Internet Group Management Protocol (IGMP) overview

In a network where IP multicast traffic is transmitted for various multimedia applications, you can use the switch to reduce unnecessary bandwidth usage on a per-port basis by configuring IGMP (Internet Group Management Protocol). IGMPv3 (RFC 3376) and IGMPv2 (RFC 2236) are the current RFCs for IGMP.

In the factory default state (IGMP disabled), the switch simply floods all IP multicast traffic it receives on a given VLAN through all ports on that VLAN (except the port on which it received the traffic). This can result in significant and unnecessary bandwidth usage in networks where IP multicast traffic is a factor. Enabling IGMP allows the ports to detect IGMP queries and report packets and manage IP multicast traffic through the switch.

IGMP is useful in multimedia applications such as LAN TV, desktop conferencing, and collaborative computing, where there is MultiPoint communication; that is, communication from one to many hosts, or communication originating from many hosts and destined for many other hosts.
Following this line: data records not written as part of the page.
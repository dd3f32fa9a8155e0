//! Pinmap.
//!
//! Interaktive Kartenansicht mit Profil-Pins und Detailkarte.
//! egui-Host um den Session-Koordinator der Library.

use eframe::egui;
use pinmap::core::{entity_source_for, Container};
use pinmap::{
    ui, AppController, AppIntent, AppState, EngineCapability, MapViewOptions, SessionHandle,
    SessionPhase,
};
use std::rc::Rc;

/// ID des Karten-Containers.
const CONTAINER_ID: &str = "map-view";

fn main() -> Result<(), eframe::Error> {
    AppRunner::run()
}

struct AppRunner;

impl AppRunner {
    fn run() -> Result<(), eframe::Error> {
        // Logger initialisieren
        env_logger::Builder::from_default_env()
            .filter_level(log::LevelFilter::Info)
            .init();

        log::info!("Pinmap v{} startet...", env!("CARGO_PKG_VERSION"));

        let options = eframe::NativeOptions {
            viewport: egui::ViewportBuilder::default()
                .with_inner_size([1280.0, 800.0])
                .with_title("Pinmap"),
            ..Default::default()
        };

        eframe::run_native(
            "Pinmap",
            options,
            Box::new(|_cc| Ok(Box::new(MapViewApp::new()))),
        )
    }
}

/// Haupt-Anwendungsstruktur
struct MapViewApp {
    state: AppState,
    controller: AppController,
    surface: ui::CanvasSurface,
    card: ui::ProfileCardState,
    /// Session, deren Engine-Fähigkeit gerade geladen wird
    loading_for: Option<SessionHandle>,
}

impl MapViewApp {
    fn new() -> Self {
        // Optionen aus TOML laden (oder Standardwerte)
        let config_path = MapViewOptions::config_path();
        let options = MapViewOptions::load_from_file(&config_path);
        if !config_path.exists() {
            // Vorlage zum Anpassen ablegen
            if let Err(e) = options.save_to_file(&config_path) {
                log::warn!("Optionen-Datei nicht schreibbar: {:#}", e);
            }
        }

        let access_token = options.read_access_token();
        if access_token.is_none() {
            log::warn!(
                "Kein Access-Token in {} gesetzt, die Karte wird nicht erstellt",
                options.access_token_env
            );
        }

        let entities = entity_source_for(options.entities_path.as_deref()).entities();
        log::info!("{} Entitäten für die Karte bereit", entities.len());
        let mut state = AppState::with_entities(entities, access_token);
        state.options = options;

        Self {
            state,
            controller: AppController::new(),
            surface: ui::CanvasSurface::new(),
            card: ui::ProfileCardState::new(),
            loading_for: None,
        }
    }
}

impl eframe::App for MapViewApp {
    fn update(&mut self, ctx: &egui::Context, _frame: &mut eframe::Frame) {
        if self.state.should_exit {
            ctx.send_viewport_cmd(egui::ViewportCommand::Close);
            return;
        }

        let events = self.collect_ui_events(ctx);
        self.process_events(events);
        self.controller.process_pending(&mut self.state);

        self.advance_engine_loading();

        if self.state.map.phase() == SessionPhase::Pending
            || self.state.map.session().is_some_and(|s| {
                let fits = s.fit_schedule();
                fits.on_first_paint || fits.on_next_frame
            })
        {
            ctx.request_repaint();
        }
    }
}

impl MapViewApp {
    fn collect_ui_events(&mut self, ctx: &egui::Context) -> Vec<AppIntent> {
        let mut events = Vec::new();

        if !self.state.view.is_mounted() && self.loading_for.is_none() {
            self.surface.mount();
            events.push(AppIntent::MountRequested {
                container: Container::new(CONTAINER_ID, [0.0, 0.0]),
            });
        }

        ui::render_status_bar(ctx, &self.state);
        ui::render_header(ctx);

        match self.state.selection.current() {
            Some(entity) => ui::show_profile_card(ctx, &mut self.card, entity),
            None => self.card.reset(),
        }

        if self.state.selection.current().is_some()
            && ctx.input(|i| i.key_pressed(egui::Key::Escape))
        {
            events.push(AppIntent::OverlayDismissed);
        }
        if ctx.input(|i| i.modifiers.command && i.key_pressed(egui::Key::Q)) {
            events.push(AppIntent::ExitRequested);
        }

        egui::CentralPanel::default()
            .frame(egui::Frame::NONE)
            .show(ctx, |ui| {
                let canvas = ui::show_map_canvas(ui, &self.surface, &self.state.options);

                if let Some(size) = canvas.resized {
                    events.push(AppIntent::ContainerResized { size });
                }

                // Das Overlay deckt die Karte ab: jeder Klick daneben schließt es.
                let clicked = canvas.clicked_background || canvas.clicked_marker.is_some();
                if clicked && self.state.selection.current().is_some() {
                    events.push(AppIntent::OverlayDismissed);
                } else if let Some(marker) = canvas.clicked_marker {
                    self.state.map.click_engine_marker(marker);
                }
            });

        events.push(AppIntent::PaintCycle);
        events
    }

    fn process_events(&mut self, events: Vec<AppIntent>) {
        for event in events {
            if let Err(e) = self.controller.handle_intent(&mut self.state, event) {
                log::error!("Event handling failed: {:#}", e);
            }
        }
    }

    /// Die Engine-Fähigkeit steht einen Frame nach dem Mount bereit.
    fn advance_engine_loading(&mut self) {
        if self.state.map.phase() != SessionPhase::Pending {
            self.loading_for = None;
            return;
        }
        let Some(handle) = self.state.map.handle() else {
            return;
        };
        if self.loading_for != Some(handle) {
            log::debug!("Engine-Fähigkeit für Session #{} angefordert", handle.id());
            self.loading_for = Some(handle);
            return;
        }

        let capability = EngineCapability::new(Rc::new(self.surface.factory()));
        if let Err(e) = self.controller.handle_intent(
            &mut self.state,
            AppIntent::EngineCapabilityLoaded { handle, capability },
        ) {
            log::error!("Event handling failed: {:#}", e);
        }
        self.loading_for = None;
    }
}

impl Drop for MapViewApp {
    fn drop(&mut self) {
        if let Err(e) = self
            .controller
            .handle_intent(&mut self.state, AppIntent::UnmountRequested)
        {
            log::error!("Event handling failed: {:#}", e);
        }
        self.surface.unmount();
    }
}
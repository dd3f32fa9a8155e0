use super::EngineCapability;
use crate::core::{Container, Entity};
use crate::map::SessionHandle;

/// App-Intent und App-Command Events.
/// Intents sind Eingaben aus UI/Engine ohne direkte Mutationslogik.
#[derive(Debug, Clone)]
pub enum AppIntent {
    /// Kartenansicht wurde in einen Container eingehängt
    MountRequested { container: Container },
    /// Kartenansicht wird ausgehängt
    UnmountRequested,
    /// Engine-Fähigkeit ist geladen (Auflösung der ausstehenden Session)
    EngineCapabilityLoaded {
        handle: SessionHandle,
        capability: EngineCapability,
    },
    /// Neuer UI-Paint-Zyklus (Frame)
    PaintCycle,
    /// Layout-Box des Containers hat sich geändert
    ContainerResized { size: [f32; 2] },
    /// Marker wurde angeklickt (aus dem Marker-Callback)
    MarkerSelected { entity: Entity },
    /// Detail-Overlay per Klick daneben geschlossen
    OverlayDismissed,
    /// Entitätsquelle liefert eine neue Liste
    EntitiesReplaced { entities: Vec<Entity> },
    /// Anwendung beenden
    ExitRequested,
}
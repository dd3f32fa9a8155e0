//! AppIntent- und AppCommand-Enums für den Intent/Command-Datenfluss.

mod command;
mod intent;

pub use command::AppCommand;
pub use intent::AppIntent;

use crate::core::EngineFactory;
use std::cell::RefCell;
use std::collections::VecDeque;
use std::fmt;
use std::rc::Rc;

/// Geladene Engine-Fähigkeit, wie sie mit einem Intent transportiert wird.
#[derive(Clone)]
pub struct EngineCapability(Rc<dyn EngineFactory>);

impl EngineCapability {
    /// Verpackt eine Factory.
    pub fn new(factory: Rc<dyn EngineFactory>) -> Self {
        Self(factory)
    }

    /// Zugriff auf die Factory.
    pub fn factory(&self) -> &dyn EngineFactory {
        self.0.as_ref()
    }
}

impl fmt::Debug for EngineCapability {
    fn fmt(&self, f: &mut fmt::Formatter<'_>) -> fmt::Result {
        write!(f, "EngineCapability({})", self.0.name())
    }
}

/// Warteschlange für Intents, die außerhalb des UI-Durchlaufs entstehen
/// (z.B. Marker-Klicks aus Engine-Callbacks).
#[derive(Clone, Default)]
pub struct IntentQueue(Rc<RefCell<VecDeque<AppIntent>>>);

impl IntentQueue {
    /// Erstellt eine leere Warteschlange.
    pub fn new() -> Self {
        Self::default()
    }

    /// Hängt einen Intent an.
    pub fn push(&self, intent: AppIntent) {
        self.0.borrow_mut().push_back(intent);
    }

    /// Entnimmt alle wartenden Intents in Reihenfolge.
    pub fn drain(&self) -> Vec<AppIntent> {
        self.0.borrow_mut().drain(..).collect()
    }

    /// Anzahl wartender Intents
    pub fn len(&self) -> usize {
        self.0.borrow().len()
    }

    /// `true`, wenn nichts wartet
    pub fn is_empty(&self) -> bool {
        self.0.borrow().is_empty()
    }
}
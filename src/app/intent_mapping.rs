//! Mapping von UI-Intents auf mutierende App-Commands.

use super::{AppCommand, AppIntent, AppState};

/// Übersetzt einen `AppIntent` in eine Sequenz ausführbarer `AppCommand`s.
pub fn map_intent_to_commands(state: &AppState, intent: AppIntent) -> Vec<AppCommand> {
    match intent {
        AppIntent::MountRequested { container } => vec![AppCommand::StartSession { container }],
        AppIntent::UnmountRequested => {
            vec![AppCommand::EndSession, AppCommand::DismissSelection]
        }
        AppIntent::EngineCapabilityLoaded { handle, capability } => {
            vec![AppCommand::ResolveSession { handle, capability }]
        }
        AppIntent::PaintCycle => vec![AppCommand::RunPaintCycle],
        AppIntent::ContainerResized { size } => vec![AppCommand::ResizeViewport { size }],
        AppIntent::MarkerSelected { entity } => vec![AppCommand::SelectEntity { entity }],
        AppIntent::OverlayDismissed => {
            // Ohne offene Karte gibt es nichts zu schließen
            if state.selection.current().is_none() {
                Vec::new()
            } else {
                vec![AppCommand::DismissSelection]
            }
        }
        AppIntent::EntitiesReplaced { entities } => {
            vec![AppCommand::ReplaceEntities { entities }]
        }
        AppIntent::ExitRequested => vec![
            AppCommand::EndSession,
            AppCommand::DismissSelection,
            AppCommand::RequestExit,
        ],
    }
}
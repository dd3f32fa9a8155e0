use crate::app::events::IntentQueue;
use crate::app::{AppIntent, CommandLog};
use crate::core::{EngineConfig, Entity, SelectCallback};
use crate::map::MapLifecycleCoordinator;
use crate::shared::MapViewOptions;
use std::rc::Rc;

use super::{SelectionController, ViewState};

/// Hauptzustand der Anwendung
pub struct AppState {
    /// Lebenszyklus der Map-Session (Engine, Marker, Sizer)
    pub map: MapLifecycleCoordinator,
    /// Auswahl für die Detailkarte
    pub selection: SelectionController,
    /// View-State
    pub view: ViewState,
    /// Entitätsliste, die beim nächsten Mount gerendert wird
    pub entities: Vec<Entity>,
    /// Laufzeit-Optionen
    pub options: MapViewOptions,
    /// Access-Token für die Engine (aus der Umgebung)
    pub access_token: Option<String>,
    /// Intents aus Engine-Callbacks, werden vom Controller abgearbeitet
    pub intents: IntentQueue,
    /// Verlauf ausgeführter Commands
    pub command_log: CommandLog,
    /// Signalisiert dem Host, die Anwendung kontrolliert zu beenden
    pub should_exit: bool,
}

impl AppState {
    /// Erstellt einen neuen, leeren App-State
    pub fn new() -> Self {
        let intents = IntentQueue::new();
        let sink = intents.clone();
        let on_select: SelectCallback = Rc::new(move |entity: &Entity| {
            sink.push(AppIntent::MarkerSelected {
                entity: entity.clone(),
            });
        });

        Self {
            map: MapLifecycleCoordinator::new(on_select),
            selection: SelectionController::new(),
            view: ViewState::new(),
            entities: Vec::new(),
            options: MapViewOptions::default(),
            access_token: None,
            intents,
            command_log: CommandLog::new(),
            should_exit: false,
        }
    }

    /// App-State mit Entitäten und Token.
    pub fn with_entities(entities: Vec<Entity>, access_token: Option<String>) -> Self {
        let mut state = Self::new();
        state.entities = entities;
        state.access_token = access_token;
        state
    }

    /// Engine-Konfiguration aus Optionen und Token
    pub fn engine_config(&self) -> EngineConfig {
        self.options.engine_config(self.access_token.clone())
    }

    /// Anzahl eingehängter Marker (für UI-Anzeige)
    pub fn marker_count(&self) -> usize {
        self.map.session().map_or(0, |s| s.markers().len())
    }
}

impl Default for AppState {
    fn default() -> Self {
        Self::new()
    }
}
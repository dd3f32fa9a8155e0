//! Marker-Registry: ein Pin pro Entität, in Listenreihenfolge.

use crate::core::{
    EngineError, EngineMarkerId, Entity, MapEngine, MarkerAnchor, MarkerElement, MarkerHandle,
    MarkerVisual, SelectCallback,
};
use indexmap::IndexMap;

/// Besitzt alle Marker einer Session, indiziert nach Entitäts-ID.
#[derive(Debug, Default)]
pub struct MarkerRegistry {
    handles: IndexMap<String, MarkerHandle>,
}

impl MarkerRegistry {
    /// Erstellt eine leere Registry.
    pub fn new() -> Self {
        Self::default()
    }

    /// Hängt für jede Entität einen Marker ein.
    ///
    /// Bestehende Marker werden vorher vollständig entfernt (kein Diffing).
    /// Lehnt die Engine einen Marker ab, werden die bereits eingehängten
    /// wieder entfernt und die Registry bleibt leer.
    pub fn attach_all(
        &mut self,
        engine: &mut dyn MapEngine,
        entities: &[Entity],
        anchor: MarkerAnchor,
        on_select: &SelectCallback,
    ) -> Result<usize, EngineError> {
        self.detach_all(engine);

        for entity in entities {
            if self.handles.contains_key(&entity.id) {
                log::warn!("Entität '{}' doppelt in der Liste, übersprungen", entity.id);
                continue;
            }

            let element = MarkerElement {
                title: entity.name.clone(),
                visual: MarkerVisual::for_entity(entity),
                anchor,
            };
            let engine_marker = match engine.add_marker(element.clone(), entity.position()) {
                Ok(id) => id,
                Err(e) => {
                    let rolled_back = self.detach_all(engine);
                    log::warn!(
                        "Marker-Aufbau abgebrochen, {} Marker zurückgenommen: {}",
                        rolled_back,
                        e
                    );
                    return Err(e);
                }
            };

            self.handles.insert(
                entity.id.clone(),
                MarkerHandle::new(entity.clone(), engine_marker, element, on_select.clone()),
            );
        }

        log::debug!("{} Marker eingehängt", self.handles.len());
        Ok(self.handles.len())
    }

    /// Entfernt alle Marker aus der Engine und gibt ihre Klick-Callbacks frei.
    pub fn detach_all(&mut self, engine: &mut dyn MapEngine) -> usize {
        let count = self.handles.len();
        for (_, mut handle) in self.handles.drain(..) {
            handle.release();
            engine.remove_marker(handle.engine_marker());
        }
        count
    }

    /// Anzahl eingehängter Marker
    pub fn len(&self) -> usize {
        self.handles.len()
    }

    /// `true`, wenn keine Marker eingehängt sind
    pub fn is_empty(&self) -> bool {
        self.handles.is_empty()
    }

    /// Alle Handles in Einhänge-Reihenfolge
    pub fn handles(&self) -> impl Iterator<Item = &MarkerHandle> {
        self.handles.values()
    }

    /// Handle zur Entitäts-ID
    pub fn get(&self, entity_id: &str) -> Option<&MarkerHandle> {
        self.handles.get(entity_id)
    }

    /// Handle zur Engine-Marker-ID
    pub fn find_by_engine_marker(&self, marker: EngineMarkerId) -> Option<&MarkerHandle> {
        self.handles.values().find(|h| h.engine_marker() == marker)
    }

    /// Klick auf den Marker einer Entität.
    pub fn click(&self, entity_id: &str) -> bool {
        self.get(entity_id).is_some_and(MarkerHandle::click)
    }

    /// Klick, wie ihn die Engine meldet (per Engine-Marker-ID).
    pub fn click_engine_marker(&self, marker: EngineMarkerId) -> bool {
        self.find_by_engine_marker(marker)
            .is_some_and(MarkerHandle::click)
    }
}

#[cfg(test)]
mod tests {
    use super::*;
    use crate::core::{
        sample_entities, Container, EngineConfig, EngineFactory, HeadlessEngineFactory, LngLat,
    };
    use std::cell::RefCell;
    use std::rc::Rc;

    fn config() -> EngineConfig {
        EngineConfig {
            center: LngLat::new(-73.0498, -36.8201),
            zoom: 12.0,
            style: "test-style".to_string(),
            access_token: Some("token".to_string()),
            access_token_env: "MAPBOX_ACCESS_TOKEN".to_string(),
            marker_anchor: MarkerAnchor::Center,
        }
    }

    fn engine(factory: &HeadlessEngineFactory) -> Box<dyn MapEngine> {
        factory
            .create(&Container::new("map", [800.0, 600.0]), &config())
            .expect("Headless-Engine sollte erstellbar sein")
    }

    fn recording_callback() -> (SelectCallback, Rc<RefCell<Vec<String>>>) {
        let clicked = Rc::new(RefCell::new(Vec::new()));
        let sink = clicked.clone();
        let callback: SelectCallback =
            Rc::new(move |entity: &Entity| sink.borrow_mut().push(entity.id.clone()));
        (callback, clicked)
    }

    #[test]
    fn attach_all_creates_one_marker_per_entity_at_its_position() {
        let factory = HeadlessEngineFactory::new();
        let mut engine = engine(&factory);
        let entities = sample_entities();
        let (callback, _) = recording_callback();
        let mut registry = MarkerRegistry::new();

        let count = registry
            .attach_all(engine.as_mut(), &entities, MarkerAnchor::Center, &callback)
            .expect("Attach sollte gelingen");

        assert_eq!(count, entities.len());
        let log = factory.log();
        let log = log.borrow();
        assert_eq!(log.live_markers.len(), entities.len());
        for (handle, entity) in registry.handles().zip(&entities) {
            assert_eq!(handle.entity_id(), entity.id);
            let (element, position) = &log.live_markers[&handle.engine_marker()];
            approx::assert_relative_eq!(position.lng, entity.lng);
            approx::assert_relative_eq!(position.lat, entity.lat);
            assert_eq!(element.title, entity.name);
        }
    }

    #[test]
    fn detach_all_leaves_no_live_markers_and_unwires_clicks() {
        let factory = HeadlessEngineFactory::new();
        let mut engine = engine(&factory);
        let (callback, clicked) = recording_callback();
        let mut registry = MarkerRegistry::new();
        registry
            .attach_all(
                engine.as_mut(),
                &sample_entities(),
                MarkerAnchor::Center,
                &callback,
            )
            .expect("Attach sollte gelingen");

        assert_eq!(registry.detach_all(engine.as_mut()), 5);

        assert!(registry.is_empty());
        assert!(factory.log().borrow().live_markers.is_empty());
        assert!(!registry.click("m1"));
        assert!(clicked.borrow().is_empty());
        assert_eq!(registry.detach_all(engine.as_mut()), 0);
    }

    #[test]
    fn toggling_active_changes_only_that_marker() {
        let factory = HeadlessEngineFactory::new();
        let mut engine = engine(&factory);
        let (callback, _) = recording_callback();
        let mut entities = sample_entities();
        let mut registry = MarkerRegistry::new();

        registry
            .attach_all(engine.as_mut(), &entities, MarkerAnchor::Center, &callback)
            .expect("Attach sollte gelingen");
        let before: Vec<_> = registry.handles().map(|h| h.visual()).collect();

        entities[2].active = !entities[2].active;
        registry
            .attach_all(engine.as_mut(), &entities, MarkerAnchor::Center, &callback)
            .expect("Rebuild sollte gelingen");
        let after: Vec<_> = registry.handles().map(|h| h.visual()).collect();

        for (index, (b, a)) in before.iter().zip(&after).enumerate() {
            if index == 2 {
                assert_ne!(b, a);
            } else {
                assert_eq!(b, a);
            }
        }
        assert_eq!(factory.log().borrow().live_markers.len(), entities.len());
    }

    #[test]
    fn click_routes_bound_entity_to_callback() {
        let factory = HeadlessEngineFactory::new();
        let mut engine = engine(&factory);
        let (callback, clicked) = recording_callback();
        let mut registry = MarkerRegistry::new();
        registry
            .attach_all(
                engine.as_mut(),
                &sample_entities(),
                MarkerAnchor::Center,
                &callback,
            )
            .expect("Attach sollte gelingen");

        let m4_marker = registry.get("m4").map(|h| h.engine_marker()).expect("m4");
        assert!(registry.click_engine_marker(m4_marker));
        assert!(registry.click("m2"));
        assert!(!registry.click("unknown"));

        assert_eq!(*clicked.borrow(), vec!["m4".to_string(), "m2".to_string()]);
    }

    #[test]
    fn rejected_marker_rolls_back_already_attached_ones() {
        let factory = HeadlessEngineFactory::new().rejecting_markers_after(2);
        let mut engine = engine(&factory);
        let (callback, _) = recording_callback();
        let mut registry = MarkerRegistry::new();

        let result = registry.attach_all(
            engine.as_mut(),
            &sample_entities(),
            MarkerAnchor::Center,
            &callback,
        );

        assert!(matches!(result, Err(EngineError::MarkerRejected { .. })));
        assert!(registry.is_empty());
        assert!(factory.log().borrow().live_markers.is_empty());
    }

    #[test]
    fn attach_all_with_empty_list_is_fine() {
        let factory = HeadlessEngineFactory::new();
        let mut engine = engine(&factory);
        let (callback, _) = recording_callback();
        let mut registry = MarkerRegistry::new();

        let count = registry
            .attach_all(engine.as_mut(), &[], MarkerAnchor::Center, &callback)
            .expect("Leere Liste ist gültig");

        assert_eq!(count, 0);
        assert_eq!(registry.detach_all(engine.as_mut()), 0);
    }
}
In such MultiPoint applications, IGMP will be configured on the hosts, and multicast traffic will be generated by one or more servers (inside or outside of the local network). Switches in the network (that support IGMP) can then be configured to direct the multicast traffic to only the ports where needed. If multiple VLANs are configured, you can configure IGMP on a per-VLAN basis.

Enabling IGMP allows the router to become querier. If there is another querier in the LAN, the router will resume non querier functionality and will respond to query/report packets.